SUPPLIED MATERIAL:
——
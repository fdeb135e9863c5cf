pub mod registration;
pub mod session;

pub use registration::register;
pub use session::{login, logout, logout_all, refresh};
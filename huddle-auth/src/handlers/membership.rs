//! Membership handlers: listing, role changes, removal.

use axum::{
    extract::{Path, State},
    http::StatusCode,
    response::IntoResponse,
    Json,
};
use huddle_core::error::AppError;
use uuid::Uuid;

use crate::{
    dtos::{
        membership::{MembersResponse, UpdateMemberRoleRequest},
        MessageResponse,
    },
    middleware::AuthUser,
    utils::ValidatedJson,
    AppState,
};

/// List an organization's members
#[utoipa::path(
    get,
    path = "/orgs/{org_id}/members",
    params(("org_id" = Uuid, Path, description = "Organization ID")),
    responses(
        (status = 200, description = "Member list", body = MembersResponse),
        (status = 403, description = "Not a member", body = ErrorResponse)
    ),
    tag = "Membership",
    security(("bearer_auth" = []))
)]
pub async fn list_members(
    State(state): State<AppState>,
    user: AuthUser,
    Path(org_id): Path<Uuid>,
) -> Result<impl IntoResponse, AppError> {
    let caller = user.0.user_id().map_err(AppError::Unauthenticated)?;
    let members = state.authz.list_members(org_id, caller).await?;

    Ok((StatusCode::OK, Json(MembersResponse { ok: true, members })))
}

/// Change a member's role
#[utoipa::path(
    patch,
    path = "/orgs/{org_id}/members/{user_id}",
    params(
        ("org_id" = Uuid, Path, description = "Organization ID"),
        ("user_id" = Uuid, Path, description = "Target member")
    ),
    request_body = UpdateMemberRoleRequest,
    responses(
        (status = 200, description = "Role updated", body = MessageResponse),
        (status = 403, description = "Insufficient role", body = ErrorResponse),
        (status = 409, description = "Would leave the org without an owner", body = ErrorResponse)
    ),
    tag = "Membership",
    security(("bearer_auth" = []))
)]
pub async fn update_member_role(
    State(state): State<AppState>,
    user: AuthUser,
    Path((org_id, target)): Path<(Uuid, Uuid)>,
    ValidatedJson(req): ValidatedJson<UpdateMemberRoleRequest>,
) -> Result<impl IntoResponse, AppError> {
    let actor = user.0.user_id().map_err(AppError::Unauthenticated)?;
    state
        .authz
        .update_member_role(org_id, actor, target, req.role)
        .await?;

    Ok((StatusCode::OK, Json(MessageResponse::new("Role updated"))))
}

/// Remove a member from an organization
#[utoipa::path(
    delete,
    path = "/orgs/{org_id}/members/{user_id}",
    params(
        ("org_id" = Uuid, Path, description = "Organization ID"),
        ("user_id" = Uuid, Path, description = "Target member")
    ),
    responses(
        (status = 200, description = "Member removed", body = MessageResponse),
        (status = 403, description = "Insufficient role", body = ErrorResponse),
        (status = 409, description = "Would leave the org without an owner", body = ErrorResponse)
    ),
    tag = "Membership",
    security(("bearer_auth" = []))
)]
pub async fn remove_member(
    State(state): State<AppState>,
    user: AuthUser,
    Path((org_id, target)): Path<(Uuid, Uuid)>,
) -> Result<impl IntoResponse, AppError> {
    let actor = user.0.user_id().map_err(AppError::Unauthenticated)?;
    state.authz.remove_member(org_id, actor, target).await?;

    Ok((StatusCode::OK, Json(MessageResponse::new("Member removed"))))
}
——
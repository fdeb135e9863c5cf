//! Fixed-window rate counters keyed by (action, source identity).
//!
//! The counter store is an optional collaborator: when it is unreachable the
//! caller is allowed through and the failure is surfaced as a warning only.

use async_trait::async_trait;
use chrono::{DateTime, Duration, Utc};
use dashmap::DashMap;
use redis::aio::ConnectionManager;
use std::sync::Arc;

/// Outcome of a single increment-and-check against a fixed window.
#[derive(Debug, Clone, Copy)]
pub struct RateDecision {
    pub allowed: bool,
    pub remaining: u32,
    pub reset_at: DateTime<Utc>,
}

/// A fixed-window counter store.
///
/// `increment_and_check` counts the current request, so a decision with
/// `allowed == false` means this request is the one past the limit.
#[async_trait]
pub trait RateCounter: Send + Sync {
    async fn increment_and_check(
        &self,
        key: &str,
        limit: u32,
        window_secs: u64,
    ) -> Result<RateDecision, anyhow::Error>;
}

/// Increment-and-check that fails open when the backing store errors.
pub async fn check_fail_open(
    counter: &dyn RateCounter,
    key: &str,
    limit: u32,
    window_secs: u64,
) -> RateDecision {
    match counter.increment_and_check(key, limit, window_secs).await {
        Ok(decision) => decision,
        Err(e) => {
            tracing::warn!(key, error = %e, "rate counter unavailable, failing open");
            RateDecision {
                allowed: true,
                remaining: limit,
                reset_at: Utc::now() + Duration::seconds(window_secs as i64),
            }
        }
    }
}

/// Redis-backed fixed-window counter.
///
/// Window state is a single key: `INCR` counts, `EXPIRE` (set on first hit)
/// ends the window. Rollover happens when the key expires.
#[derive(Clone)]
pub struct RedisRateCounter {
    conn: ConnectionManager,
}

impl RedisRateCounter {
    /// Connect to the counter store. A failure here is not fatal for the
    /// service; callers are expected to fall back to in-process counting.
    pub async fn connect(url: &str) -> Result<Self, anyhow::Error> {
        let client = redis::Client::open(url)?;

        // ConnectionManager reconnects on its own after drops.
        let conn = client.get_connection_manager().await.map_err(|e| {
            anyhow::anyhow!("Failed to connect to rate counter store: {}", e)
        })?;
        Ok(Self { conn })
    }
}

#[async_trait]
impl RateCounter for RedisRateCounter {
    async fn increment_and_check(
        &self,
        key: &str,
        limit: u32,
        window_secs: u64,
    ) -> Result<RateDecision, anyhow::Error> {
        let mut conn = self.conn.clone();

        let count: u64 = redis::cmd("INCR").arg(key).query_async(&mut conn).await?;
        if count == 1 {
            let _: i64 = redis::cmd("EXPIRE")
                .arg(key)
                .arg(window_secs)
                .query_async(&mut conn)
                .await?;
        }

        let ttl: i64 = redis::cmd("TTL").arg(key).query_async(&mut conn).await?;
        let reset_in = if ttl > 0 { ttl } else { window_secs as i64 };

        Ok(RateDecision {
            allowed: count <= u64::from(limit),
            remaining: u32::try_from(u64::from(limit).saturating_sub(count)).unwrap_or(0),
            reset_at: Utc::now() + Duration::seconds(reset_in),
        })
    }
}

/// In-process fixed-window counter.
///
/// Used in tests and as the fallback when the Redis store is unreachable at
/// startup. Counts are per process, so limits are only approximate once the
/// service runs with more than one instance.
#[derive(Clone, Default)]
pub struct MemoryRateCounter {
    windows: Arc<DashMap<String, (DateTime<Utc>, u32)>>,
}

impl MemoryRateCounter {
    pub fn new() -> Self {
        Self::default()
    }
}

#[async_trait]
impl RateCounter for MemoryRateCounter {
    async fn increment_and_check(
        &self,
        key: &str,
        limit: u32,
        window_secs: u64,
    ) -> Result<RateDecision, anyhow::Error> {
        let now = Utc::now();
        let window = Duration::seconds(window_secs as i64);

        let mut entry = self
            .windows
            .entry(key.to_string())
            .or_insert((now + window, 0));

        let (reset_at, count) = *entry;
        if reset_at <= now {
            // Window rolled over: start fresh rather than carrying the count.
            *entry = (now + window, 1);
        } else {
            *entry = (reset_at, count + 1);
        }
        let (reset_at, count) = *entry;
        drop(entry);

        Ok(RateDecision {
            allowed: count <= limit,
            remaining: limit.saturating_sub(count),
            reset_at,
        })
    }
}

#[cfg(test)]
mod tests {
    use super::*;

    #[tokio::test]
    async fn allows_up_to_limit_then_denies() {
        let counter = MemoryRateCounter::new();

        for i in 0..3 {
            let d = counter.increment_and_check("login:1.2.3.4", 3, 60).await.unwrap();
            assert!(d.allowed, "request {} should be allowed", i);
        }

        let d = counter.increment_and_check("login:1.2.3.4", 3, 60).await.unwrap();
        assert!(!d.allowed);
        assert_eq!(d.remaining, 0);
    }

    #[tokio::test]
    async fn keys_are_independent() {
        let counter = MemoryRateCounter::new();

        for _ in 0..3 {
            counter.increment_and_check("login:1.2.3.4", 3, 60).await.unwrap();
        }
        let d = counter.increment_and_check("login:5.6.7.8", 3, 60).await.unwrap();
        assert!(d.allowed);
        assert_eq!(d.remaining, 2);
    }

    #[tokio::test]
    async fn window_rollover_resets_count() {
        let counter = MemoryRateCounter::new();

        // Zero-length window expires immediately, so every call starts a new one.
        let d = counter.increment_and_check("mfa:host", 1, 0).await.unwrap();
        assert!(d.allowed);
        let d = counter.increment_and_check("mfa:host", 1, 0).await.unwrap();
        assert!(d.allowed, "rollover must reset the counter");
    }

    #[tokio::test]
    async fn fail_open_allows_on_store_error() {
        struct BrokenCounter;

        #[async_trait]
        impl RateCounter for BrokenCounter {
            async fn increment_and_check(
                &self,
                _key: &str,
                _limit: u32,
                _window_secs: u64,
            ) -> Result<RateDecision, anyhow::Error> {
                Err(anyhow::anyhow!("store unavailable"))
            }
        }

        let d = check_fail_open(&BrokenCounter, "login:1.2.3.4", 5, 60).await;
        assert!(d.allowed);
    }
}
——
TO DO: Above are the entries; copy every line among them that contains the word "remaining".

WRITTEN RESPONSE:
    pub remaining: u32,
                remaining: limit,
            remaining: u32::try_from(u64::from(limit).saturating_sub(count)).unwrap_or(0),
            remaining: limit.saturating_sub(count),
        assert_eq!(d.remaining, 0);
        assert_eq!(d.remaining, 2);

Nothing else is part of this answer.